Entrevista

"É poder recontar a própria história da forma que quiser"

No documentário 'Casa', na grade do Festival do Rio e da Expectativa da Fundaj, diretora Letícia Simões propõe uma corajosa e delicada investigação sobre memória e família

TEXTO Luciana Veras

13 de Dezembro de 2019

A cineasta Letícia Simões

A cineasta Letícia Simões

FOTO Anny Stone/Divulgação

Letícia Simões é aquariana, com ascendente em Virgem, no entanto seu dezembro tem sido tão auspicioso que seria possível pensar que ela é de Sagitário. A realizadora baiana, há um tanto já radicada em Pernambuco, está em Cuba, para onde levou seu mais recente documentário, Casa (Brasil, 2019), uma produção da Carnaval Filmes, de João Vieira Jr. e Nara Aragão. Exibido no mesmo Festival de Havana que mostrou Marighella, de Wagner Moura, e outras obras pernambucanas, a exemplo de Divino amor, de Gabriel Mascaro, e Bacurau, de Kleber Mendonça Filho e Juliano Dornelles, Casa é uma delicada mescla de arqueologia familiar, diluição formal das fronteiras entre registro documental e reinvenção ficcional e um mergulho pungente nas relações, e possibilidades de convivência, entre mãe e filha.

Com um detalhe singelo e fundamental: a filha, no caso, é a própria diretora, a mãe, Heliana, é quem lhe deu à luz e o triângulo de mulheres de fibra se completa com Carmelita, a avó. Vimos Casa no Olhar de Cinema, em Curitiba, onde Letícia, com a doce voz de sotaque baiano, conversou com a Continente. Meses depois, o documentário, já em exibição na Mostra Internacional de Cinema de São Paulo, entrou em uma breve lista que fizemos de filmes para se manter no radar (mais aqui). Contudo, mesmo com a circulação em festivais no país inteiro, nada se compara ao que os ventos de dezembro (ou seria a vertiginosa lua sagitariana?) trouxeram para a diretora.

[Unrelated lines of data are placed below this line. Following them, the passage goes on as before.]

//! Config command handler

use crate::application::ports::ConfigStore;
use crate::domain::config::AppConfig;
use crate::domain::error::ConfigError;
use crate::domain::input::{Delay, ScanCode};
use crate::infrastructure::InjectorBackend;

use super::args::{is_valid_config_key, ConfigAction, VALID_CONFIG_KEYS};
use super::presenter::Presenter;

const NOT_SET: &str = "(not set)";

/// Handle config subcommand
pub async fn handle_config_command<S: ConfigStore>(
    action: ConfigAction,
    store: &S,
    presenter: &Presenter,
) -> Result<(), ConfigError> {
    match action {
        ConfigAction::Init => handle_init(store, presenter).await,
        ConfigAction::Set { key, value } => handle_set(store, presenter, &key, &value).await,
        ConfigAction::Get { key } => handle_get(store, presenter, &key).await,
        ConfigAction::List => handle_list(store, presenter).await,
        ConfigAction::Path => handle_path(store, presenter),
    }
}

async fn handle_init<S: ConfigStore>(store: &S, presenter: &Presenter) -> Result<(), ConfigError> {
    store.create(&AppConfig::defaults()).await?;
    presenter.success(&format!(
        "Config file created at: {}",
        store.path().display()
    ));
    Ok(())
}

async fn handle_set<S: ConfigStore>(
    store: &S,
    presenter: &Presenter,
    key: &str,
    value: &str,
) -> Result<(), ConfigError> {
    ensure_valid_key(key)?;
    validate_config_value(key, value)?;

    let mut config = store.read().await?.unwrap_or_default();
    let value = value.trim().to_string();

    match key {
        "backend" => config.backend = Some(value.to_lowercase()),
        "scan_code" => config.scan_code = Some(value.clone()),
        "click_delay" => config.click_delay = Some(value.clone()),
        "key_delay" => config.key_delay = Some(value.clone()),
        _ => unreachable!(), // Already validated
    }

    store.write(&config).await?;
    presenter.success(&format!("{} = {}", key, value));

    Ok(())
}

async fn handle_get<S: ConfigStore>(
    store: &S,
    presenter: &Presenter,
    key: &str,
) -> Result<(), ConfigError> {
    ensure_valid_key(key)?;

    let config = store.read().await?.unwrap_or_default();

    let value = match key {
        "backend" => config.backend,
        "scan_code" => config.scan_code,
        "click_delay" => config.click_delay,
        "key_delay" => config.key_delay,
        _ => unreachable!(),
    };

    presenter.output(value.as_deref().unwrap_or(NOT_SET));

    Ok(())
}

async fn handle_list<S: ConfigStore>(store: &S, presenter: &Presenter) -> Result<(), ConfigError> {
    let config = match store.read().await? {
        Some(config) => config,
        None => {
            presenter.info(&format!("No config file at {}", store.path().display()));
            AppConfig::empty()
        }
    };

    presenter.key_value("backend", config.backend.as_deref().unwrap_or(NOT_SET));
    presenter.key_value("scan_code", config.scan_code.as_deref().unwrap_or(NOT_SET));
    presenter.key_value(
        "click_delay",
        config.click_delay.as_deref().unwrap_or(NOT_SET),
    );
    presenter.key_value("key_delay", config.key_delay.as_deref().unwrap_or(NOT_SET));

    Ok(())
}

fn handle_path<S: ConfigStore>(store: &S, presenter: &Presenter) -> Result<(), ConfigError> {
    presenter.output(&store.path().to_string_lossy());
    Ok(())
}

fn ensure_valid_key(key: &str) -> Result<(), ConfigError> {
    if is_valid_config_key(key) {
        Ok(())
    } else {
        Err(ConfigError::ValidationError {
            key: key.to_string(),
            message: format!("Unknown key. Valid keys: {}", VALID_CONFIG_KEYS.join(", ")),
        })
    }
}

/// Validate a config value based on key type
fn validate_config_value(key: &str, value: &str) -> Result<(), ConfigError> {
    let invalid = |message: String| ConfigError::ValidationError {
        key: key.to_string(),
        message,
    };

    match key {
        "backend" => {
            let backend = value
                .trim()
                .parse::<InjectorBackend>()
                .map_err(|e| invalid(e.to_string()))?;
            if !backend.is_supported() {
                return Err(invalid(format!(
                    "Backend '{}' is not available on this platform",
                    backend
                )));
            }
        }
        "scan_code" => {
            value
                .parse::<ScanCode>()
                .map_err(|e| invalid(e.to_string()))?;
        }
        "click_delay" | "key_delay" => {
            value.parse::<Delay>().map_err(|e| invalid(e.to_string()))?;
        }
        _ => {}
    }
    Ok(())
}
//! Cross-platform injector adapter using enigo
//!
//! Works on Windows, macOS, and Linux (X11). Keyboard events go through
//! `Keyboard::raw`, so key codes are interpreted by the platform: virtual-key
//! codes on Windows, keycodes elsewhere.

use enigo::{Button, Coordinate, Direction, Enigo, InputResult, Keyboard, Mouse, Settings};
use tracing::debug;

use crate::application::ports::{InjectorError, InputInjector};
use crate::domain::input::{KeyboardEventFlags, MouseEventFlags, ScanCode, VirtualKey};

const BUTTON_FLAGS: [(MouseEventFlags, Button, Direction); 6] = [
    (MouseEventFlags::LEFTDOWN, Button::Left, Direction::Press),
    (MouseEventFlags::LEFTUP, Button::Left, Direction::Release),
    (MouseEventFlags::RIGHTDOWN, Button::Right, Direction::Press),
    (MouseEventFlags::RIGHTUP, Button::Right, Direction::Release),
    (MouseEventFlags::MIDDLEDOWN, Button::Middle, Direction::Press),
    (MouseEventFlags::MIDDLEUP, Button::Middle, Direction::Release),
];

/// Cross-platform injector adapter using enigo
///
/// A connection is opened per event, so held keys survive between calls.
pub struct EnigoInjector {
    settings: Settings,
}

impl EnigoInjector {
    /// Create a new enigo injector
    pub fn new() -> Self {
        Self {
            settings: Settings {
                release_keys_when_dropped: false,
                ..Settings::default()
            },
        }
    }

    /// Check that enigo can reach the input system.
    pub fn probe(&self) -> Result<(), InjectorError> {
        Enigo::new(&self.settings)
            .map(drop)
            .map_err(|e| InjectorError::InitFailed(format!("Failed to create enigo: {}", e)))
    }

    fn with_enigo(&self, what: &str, op: impl FnOnce(&mut Enigo) -> InputResult<()>) {
        match Enigo::new(&self.settings) {
            Ok(mut enigo) => {
                if let Err(e) = op(&mut enigo) {
                    debug!(error = %e, "enigo {} failed", what);
                }
            }
            Err(e) => debug!(error = %e, "enigo unavailable for {}", what),
        }
    }
}

impl Default for EnigoInjector {
    fn default() -> Self {
        Self::new()
    }
}

impl InputInjector for EnigoInjector {
    fn async_key_state(&self, key: VirtualKey) -> i16 {
        debug!(%key, "enigo cannot query key state, reporting released");
        0
    }

    fn mouse_event(
        &self,
        flags: MouseEventFlags,
        dx: i32,
        dy: i32,
        _data: i32,
        _extra_info: usize,
    ) {
        self.with_enigo("mouse event", |enigo| {
            if flags.contains(MouseEventFlags::MOVE) {
                enigo.move_mouse(dx, dy, Coordinate::Rel)?;
            }
            for (flag, button, direction) in BUTTON_FLAGS {
                if flags.contains(flag) {
                    enigo.button(button, direction)?;
                }
            }
            Ok(())
        });
    }

    fn keybd_event(
        &self,
        key: VirtualKey,
        _scan: ScanCode,
        flags: KeyboardEventFlags,
        _extra_info: usize,
    ) {
        let direction = if flags.is_key_up() {
            Direction::Release
        } else {
            Direction::Press
        };
        self.with_enigo("keyboard event", |enigo| {
            enigo.raw(u16::from(key.code()), direction)
        });
    }
}

#[cfg(test)]
mod tests {
    use super::*;

    #[test]
    fn injector_creates_successfully() {
        let _injector = EnigoInjector::new();
    }

    #[test]
    fn injector_default_creates() {
        let _injector = EnigoInjector::default();
    }

    #[test]
    fn key_state_reports_released() {
        let injector = EnigoInjector::new();
        assert_eq!(injector.async_key_state(VirtualKey::SHIFT), 0);
    }

    #[test]
    fn every_button_flag_is_mapped() {
        let mapped = BUTTON_FLAGS
            .iter()
            .fold(MouseEventFlags::empty(), |acc, (flag, _, _)| acc | *flag);
        assert_eq!(mapped, MouseEventFlags::all() - MouseEventFlags::MOVE);
    }
}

Em Cuba, onde inclusive Letícia já morou (e um território essencial para a feitura de Casa), o filme foi exibido em um cinema de rua e na cinemateca. "As pessoas têm uma reação mais leve aqui, eu acho. Em determinadas cenas, muito fortes e tensas, como a do almoço de Natal, elas riram mais. Uma outra questão bem demarcada aqui é que se trata de um filme feminista, dirigido por uma mulher, e mesmo com a abertura comercial, ainda não há abertura dos costumes. Cuba é historicamente um país muito machista e, nessa edição do festival, houve muito mais cineastas mulheres de que nos anos anteriores", me contou por WhatsApp em um intervalo dos intensos dias - além de Casa, dois curtas-metragens seus, Bailando en la calle e Brasil, e seu longa-metragem anterior, O chalé é uma ilha batida de vento e chuva (2018), foram exibidos em Havana.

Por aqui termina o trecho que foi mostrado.